Stored items =>
☆ ☆ ☆
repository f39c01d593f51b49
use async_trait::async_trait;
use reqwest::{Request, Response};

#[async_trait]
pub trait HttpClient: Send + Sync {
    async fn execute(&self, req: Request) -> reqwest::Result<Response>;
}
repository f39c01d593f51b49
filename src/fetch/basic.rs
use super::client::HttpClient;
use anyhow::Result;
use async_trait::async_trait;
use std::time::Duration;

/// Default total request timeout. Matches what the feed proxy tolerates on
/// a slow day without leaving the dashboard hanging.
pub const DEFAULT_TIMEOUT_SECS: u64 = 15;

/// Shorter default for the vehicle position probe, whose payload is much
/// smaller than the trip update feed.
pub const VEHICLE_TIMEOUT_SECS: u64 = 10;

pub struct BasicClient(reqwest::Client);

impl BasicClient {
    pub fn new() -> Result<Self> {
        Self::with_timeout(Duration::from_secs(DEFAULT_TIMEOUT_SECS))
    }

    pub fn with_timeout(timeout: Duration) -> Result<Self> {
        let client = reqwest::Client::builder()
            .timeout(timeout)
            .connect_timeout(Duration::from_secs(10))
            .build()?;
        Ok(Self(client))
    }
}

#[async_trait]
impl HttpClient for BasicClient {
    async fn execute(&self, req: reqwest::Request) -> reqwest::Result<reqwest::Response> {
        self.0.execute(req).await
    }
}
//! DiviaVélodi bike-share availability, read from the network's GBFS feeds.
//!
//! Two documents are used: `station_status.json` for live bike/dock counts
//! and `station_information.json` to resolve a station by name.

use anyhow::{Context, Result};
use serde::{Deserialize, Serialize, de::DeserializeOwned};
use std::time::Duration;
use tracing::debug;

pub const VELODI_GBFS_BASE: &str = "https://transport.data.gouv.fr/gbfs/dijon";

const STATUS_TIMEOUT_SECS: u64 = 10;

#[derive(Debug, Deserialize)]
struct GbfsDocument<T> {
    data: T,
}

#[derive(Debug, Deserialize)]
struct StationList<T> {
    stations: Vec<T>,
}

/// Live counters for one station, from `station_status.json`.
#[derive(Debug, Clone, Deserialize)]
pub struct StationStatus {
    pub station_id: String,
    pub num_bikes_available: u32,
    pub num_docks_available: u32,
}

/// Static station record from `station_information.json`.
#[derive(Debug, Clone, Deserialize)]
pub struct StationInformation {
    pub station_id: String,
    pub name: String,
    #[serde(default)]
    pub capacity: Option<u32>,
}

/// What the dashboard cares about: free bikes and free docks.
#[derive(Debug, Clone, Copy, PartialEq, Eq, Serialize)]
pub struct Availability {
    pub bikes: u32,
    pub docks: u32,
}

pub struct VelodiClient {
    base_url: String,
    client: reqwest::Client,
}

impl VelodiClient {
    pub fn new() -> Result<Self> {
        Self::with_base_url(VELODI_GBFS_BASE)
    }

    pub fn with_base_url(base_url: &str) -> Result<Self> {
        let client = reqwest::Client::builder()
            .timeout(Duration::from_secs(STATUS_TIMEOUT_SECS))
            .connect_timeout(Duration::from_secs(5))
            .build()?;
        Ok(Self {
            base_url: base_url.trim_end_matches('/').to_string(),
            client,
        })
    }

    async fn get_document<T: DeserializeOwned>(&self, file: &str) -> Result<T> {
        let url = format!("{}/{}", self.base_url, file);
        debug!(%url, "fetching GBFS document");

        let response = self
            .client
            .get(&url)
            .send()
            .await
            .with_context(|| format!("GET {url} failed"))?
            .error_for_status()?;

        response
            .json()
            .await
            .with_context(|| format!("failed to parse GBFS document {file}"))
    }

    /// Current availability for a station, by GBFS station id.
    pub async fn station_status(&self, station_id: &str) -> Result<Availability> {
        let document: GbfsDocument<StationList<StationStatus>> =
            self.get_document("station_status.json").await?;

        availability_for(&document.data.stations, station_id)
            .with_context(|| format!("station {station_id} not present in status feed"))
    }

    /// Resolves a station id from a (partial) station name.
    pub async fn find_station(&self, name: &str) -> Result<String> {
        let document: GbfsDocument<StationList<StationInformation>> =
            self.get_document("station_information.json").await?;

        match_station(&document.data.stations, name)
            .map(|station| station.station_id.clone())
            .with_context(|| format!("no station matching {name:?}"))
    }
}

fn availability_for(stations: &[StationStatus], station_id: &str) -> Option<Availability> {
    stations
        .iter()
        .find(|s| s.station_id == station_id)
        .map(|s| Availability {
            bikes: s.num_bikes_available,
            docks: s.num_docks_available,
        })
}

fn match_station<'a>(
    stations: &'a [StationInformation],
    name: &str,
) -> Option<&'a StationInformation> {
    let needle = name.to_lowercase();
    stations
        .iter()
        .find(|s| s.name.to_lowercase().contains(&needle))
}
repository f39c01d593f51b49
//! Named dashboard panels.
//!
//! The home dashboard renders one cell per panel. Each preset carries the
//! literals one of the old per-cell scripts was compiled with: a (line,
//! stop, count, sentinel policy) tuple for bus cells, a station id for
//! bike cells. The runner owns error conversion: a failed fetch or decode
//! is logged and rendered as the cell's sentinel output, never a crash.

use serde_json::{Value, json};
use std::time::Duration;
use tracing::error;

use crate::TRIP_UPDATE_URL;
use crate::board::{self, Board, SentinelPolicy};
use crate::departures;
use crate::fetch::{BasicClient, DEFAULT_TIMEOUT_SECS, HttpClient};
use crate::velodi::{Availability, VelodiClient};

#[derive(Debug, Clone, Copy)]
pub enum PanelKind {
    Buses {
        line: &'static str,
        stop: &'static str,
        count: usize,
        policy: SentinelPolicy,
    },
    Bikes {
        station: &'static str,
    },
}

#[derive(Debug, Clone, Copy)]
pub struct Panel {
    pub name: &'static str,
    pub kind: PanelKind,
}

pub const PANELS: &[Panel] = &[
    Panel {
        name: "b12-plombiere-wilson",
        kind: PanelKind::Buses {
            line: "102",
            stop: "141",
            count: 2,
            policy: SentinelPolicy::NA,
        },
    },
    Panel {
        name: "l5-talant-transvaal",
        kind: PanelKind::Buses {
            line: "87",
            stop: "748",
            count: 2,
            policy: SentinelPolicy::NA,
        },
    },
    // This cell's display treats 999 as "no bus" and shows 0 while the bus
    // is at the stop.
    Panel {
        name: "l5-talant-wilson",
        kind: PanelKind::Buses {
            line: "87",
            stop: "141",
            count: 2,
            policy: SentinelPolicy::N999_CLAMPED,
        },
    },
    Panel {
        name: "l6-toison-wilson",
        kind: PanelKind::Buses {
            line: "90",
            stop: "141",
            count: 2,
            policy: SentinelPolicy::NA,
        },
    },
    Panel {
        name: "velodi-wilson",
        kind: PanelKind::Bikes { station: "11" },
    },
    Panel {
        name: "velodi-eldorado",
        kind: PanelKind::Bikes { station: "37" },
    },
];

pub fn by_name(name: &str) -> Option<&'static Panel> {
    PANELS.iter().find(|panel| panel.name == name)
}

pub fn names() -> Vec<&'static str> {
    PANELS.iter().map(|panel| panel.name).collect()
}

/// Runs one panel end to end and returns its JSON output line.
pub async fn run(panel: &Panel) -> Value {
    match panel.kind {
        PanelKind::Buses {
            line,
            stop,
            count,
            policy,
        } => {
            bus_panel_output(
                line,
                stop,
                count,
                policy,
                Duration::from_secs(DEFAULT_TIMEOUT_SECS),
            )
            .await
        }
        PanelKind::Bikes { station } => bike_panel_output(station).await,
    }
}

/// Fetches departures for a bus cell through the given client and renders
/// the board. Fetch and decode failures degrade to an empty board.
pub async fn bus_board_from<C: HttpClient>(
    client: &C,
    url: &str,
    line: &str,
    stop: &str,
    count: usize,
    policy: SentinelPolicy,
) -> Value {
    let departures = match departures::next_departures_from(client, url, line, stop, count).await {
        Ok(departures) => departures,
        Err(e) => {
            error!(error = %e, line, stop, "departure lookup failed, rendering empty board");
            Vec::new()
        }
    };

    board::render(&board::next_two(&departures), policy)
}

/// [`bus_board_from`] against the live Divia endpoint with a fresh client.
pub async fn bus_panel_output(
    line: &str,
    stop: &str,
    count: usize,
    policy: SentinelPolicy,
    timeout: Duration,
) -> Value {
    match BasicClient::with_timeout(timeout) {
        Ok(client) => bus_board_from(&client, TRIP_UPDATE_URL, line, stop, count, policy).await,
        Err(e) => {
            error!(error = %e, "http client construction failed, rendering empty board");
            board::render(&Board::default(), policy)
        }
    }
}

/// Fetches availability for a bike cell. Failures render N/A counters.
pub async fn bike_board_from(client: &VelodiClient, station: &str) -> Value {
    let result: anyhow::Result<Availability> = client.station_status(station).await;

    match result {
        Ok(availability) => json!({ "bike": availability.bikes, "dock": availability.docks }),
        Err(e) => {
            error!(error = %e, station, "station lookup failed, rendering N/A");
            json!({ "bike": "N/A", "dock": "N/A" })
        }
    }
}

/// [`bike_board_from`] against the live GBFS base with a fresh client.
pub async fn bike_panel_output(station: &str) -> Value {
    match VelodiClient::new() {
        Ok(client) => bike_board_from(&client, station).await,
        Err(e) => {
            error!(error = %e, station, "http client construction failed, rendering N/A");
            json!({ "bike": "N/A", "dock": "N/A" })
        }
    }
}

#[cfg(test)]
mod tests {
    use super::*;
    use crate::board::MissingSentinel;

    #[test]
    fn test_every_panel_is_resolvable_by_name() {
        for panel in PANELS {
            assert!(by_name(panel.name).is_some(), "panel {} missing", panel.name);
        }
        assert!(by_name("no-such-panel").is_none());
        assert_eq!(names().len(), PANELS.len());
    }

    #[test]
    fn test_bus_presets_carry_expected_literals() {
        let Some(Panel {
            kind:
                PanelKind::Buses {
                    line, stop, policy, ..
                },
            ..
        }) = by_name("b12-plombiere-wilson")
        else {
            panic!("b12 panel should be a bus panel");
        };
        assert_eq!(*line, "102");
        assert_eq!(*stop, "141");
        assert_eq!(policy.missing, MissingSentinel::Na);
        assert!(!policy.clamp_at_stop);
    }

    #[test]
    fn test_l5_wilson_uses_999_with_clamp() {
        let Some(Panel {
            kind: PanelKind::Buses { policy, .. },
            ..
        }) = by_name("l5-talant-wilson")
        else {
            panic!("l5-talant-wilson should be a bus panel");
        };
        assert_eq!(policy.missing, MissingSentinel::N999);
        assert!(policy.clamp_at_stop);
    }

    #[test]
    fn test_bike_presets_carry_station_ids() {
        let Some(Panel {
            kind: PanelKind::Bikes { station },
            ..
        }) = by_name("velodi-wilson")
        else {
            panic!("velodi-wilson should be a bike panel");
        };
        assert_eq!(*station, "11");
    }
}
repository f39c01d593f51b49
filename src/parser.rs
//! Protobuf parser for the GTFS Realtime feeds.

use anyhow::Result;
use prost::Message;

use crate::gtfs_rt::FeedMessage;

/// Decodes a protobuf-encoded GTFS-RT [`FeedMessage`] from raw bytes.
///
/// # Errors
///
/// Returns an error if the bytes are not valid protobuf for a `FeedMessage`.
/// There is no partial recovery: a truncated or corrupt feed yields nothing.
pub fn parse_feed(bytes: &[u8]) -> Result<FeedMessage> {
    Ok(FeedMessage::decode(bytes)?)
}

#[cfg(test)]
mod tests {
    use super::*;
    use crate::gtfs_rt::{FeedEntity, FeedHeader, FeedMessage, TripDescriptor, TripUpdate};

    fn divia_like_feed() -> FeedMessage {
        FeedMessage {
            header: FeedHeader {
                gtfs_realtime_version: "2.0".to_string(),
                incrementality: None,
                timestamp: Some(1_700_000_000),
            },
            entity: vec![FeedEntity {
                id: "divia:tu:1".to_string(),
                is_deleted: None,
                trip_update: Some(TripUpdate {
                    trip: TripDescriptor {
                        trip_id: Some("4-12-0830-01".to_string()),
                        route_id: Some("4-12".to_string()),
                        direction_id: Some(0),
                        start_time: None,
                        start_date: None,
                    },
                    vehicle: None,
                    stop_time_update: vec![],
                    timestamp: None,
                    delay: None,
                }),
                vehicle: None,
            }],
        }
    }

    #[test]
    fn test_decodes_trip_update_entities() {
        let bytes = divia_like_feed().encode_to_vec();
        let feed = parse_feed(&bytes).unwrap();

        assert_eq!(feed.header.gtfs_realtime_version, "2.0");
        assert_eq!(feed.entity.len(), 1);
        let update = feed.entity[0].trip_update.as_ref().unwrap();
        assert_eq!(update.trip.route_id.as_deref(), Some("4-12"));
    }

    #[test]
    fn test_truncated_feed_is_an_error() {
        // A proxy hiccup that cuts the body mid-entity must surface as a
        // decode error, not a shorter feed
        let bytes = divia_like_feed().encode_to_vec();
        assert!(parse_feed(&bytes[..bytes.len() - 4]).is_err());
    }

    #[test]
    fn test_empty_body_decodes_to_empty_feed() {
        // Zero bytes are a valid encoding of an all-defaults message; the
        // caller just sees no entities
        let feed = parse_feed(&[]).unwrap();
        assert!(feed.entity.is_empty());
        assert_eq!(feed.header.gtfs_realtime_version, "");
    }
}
☆ ☆ ☆
THE TASK => Search the data above for the word "dashboard". Copy each line it is in.

RESPONSE BELOW =>
/// a slow day without leaving the dashboard hanging.
/// What the dashboard cares about: free bikes and free docks.
//! Named dashboard panels.
//! The home dashboard renders one cell per panel. Each preset carries the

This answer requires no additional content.